Content starts
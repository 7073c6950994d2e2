//! # Kernel Boot Information
//!
//! The ABI-stable records the bootloader hands to the kernel, and the
//! target configuration constants the memory bootstrap is built against.
//!
//! * [`boot`] — the [`Environment`](boot::Environment) record, its
//!   version-1 payload, and the raw firmware memory-map description.
//! * [`memory`] — compile-time memory configuration (kernel pagesize,
//!   platform alignment, stack minimum).

#![cfg_attr(not(any(test, doctest)), no_std)]

pub mod boot;
pub mod memory;
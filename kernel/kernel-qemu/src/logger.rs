use crate::qemu_trace;
use log::{LevelFilter, Log, Metadata, Record, SetLoggerError};

/// A [`log::Log`] backend writing to QEMU's debug port.
pub struct QemuLogger {
    max_level: LevelFilter,
}

impl QemuLogger {
    #[must_use]
    pub const fn new(max_level: LevelFilter) -> Self {
        Self { max_level }
    }

    /// Install this logger as the global one. Call once, early in boot.
    pub fn init(self) -> Result<(), SetLoggerError> {
        // `log::set_logger` wants a `&'static dyn Log`; in a kernel without
        // an allocator that means a static slot.
        static LOGGER: QemuLogger = QemuLogger::new(LevelFilter::Trace);
        let max_level = self.max_level;
        log::set_logger(&LOGGER)?;
        log::set_max_level(max_level);
        Ok(())
    }
}

impl Log for QemuLogger {
    fn enabled(&self, metadata: &Metadata) -> bool {
        metadata.level() <= self.max_level
    }

    fn log(&self, record: &Record) {
        if !self.enabled(record.metadata()) {
            return;
        }
        qemu_trace!(
            "[{}] {}: {}\n",
            record.level(),
            record.target(),
            record.args()
        );
    }

    fn flush(&self) {
        // no-op for the debug port
    }
}
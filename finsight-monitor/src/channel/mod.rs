//! Transport channels
//!
//! Two ways of observing one job, behind the same normalized event shape:
//! a push channel over the live event stream and a poll channel over the
//! status endpoint. The monitor owns exactly one of them at a time.
//!
//! The transports themselves sit behind small traits so tests can script
//! them without a live backend.

pub mod poll;
pub mod push;

pub use poll::{PollChannel, PollOutcome};
pub use push::{PushChannel, PushOutcome};

use async_trait::async_trait;
use futures::stream::BoxStream;
use futures::StreamExt;
use uuid::Uuid;

use finsight_client::DashboardClient;
use finsight_core::dto::event::MonitorEvent;
use finsight_core::dto::status::JobStatusResponse;

/// Lifecycle of one transport channel.
#[derive(Debug, Clone, Copy, PartialEq, Eq)]
pub enum ChannelState {
    Idle,
    Open,
    Failed,
    Closed,
}

/// Frames delivered by an opened push stream.
///
/// Parse failures arrive as `ParseError` items (the frame is dropped and
/// the stream continues); transport failures arrive as any other error
/// and end the stream.
pub type EventFrames = BoxStream<'static, finsight_client::Result<MonitorEvent>>;

/// Source of the live event stream for a job.
#[async_trait]
pub trait PushSource: Send + Sync {
    /// Opens the event stream. Errors here are treated like a transport
    /// failure: the monitor falls back to polling.
    async fn open_events(&self, job_id: Uuid) -> anyhow::Result<EventFrames>;
}

/// Source of status snapshots for a job.
#[async_trait]
pub trait StatusSource: Send + Sync {
    /// Fetches the current status. Errors are swallowed by the poll
    /// channel and retried on the next tick.
    async fn job_status(&self, job_id: Uuid) -> anyhow::Result<JobStatusResponse>;
}

#[async_trait]
impl PushSource for DashboardClient {
    async fn open_events(&self, job_id: Uuid) -> anyhow::Result<EventFrames> {
        let stream = DashboardClient::job_events(self, job_id).await?;
        Ok(stream.boxed())
    }
}

#[async_trait]
impl StatusSource for DashboardClient {
    async fn job_status(&self, job_id: Uuid) -> anyhow::Result<JobStatusResponse> {
        Ok(DashboardClient::job_status(self, job_id).await?)
    }
}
Content ends
-- Exercise details --
The answer should be all lines from the entries above that hold the word "StatusSource".

-- Response area --
pub trait StatusSource: Send + Sync {
impl StatusSource for DashboardClient {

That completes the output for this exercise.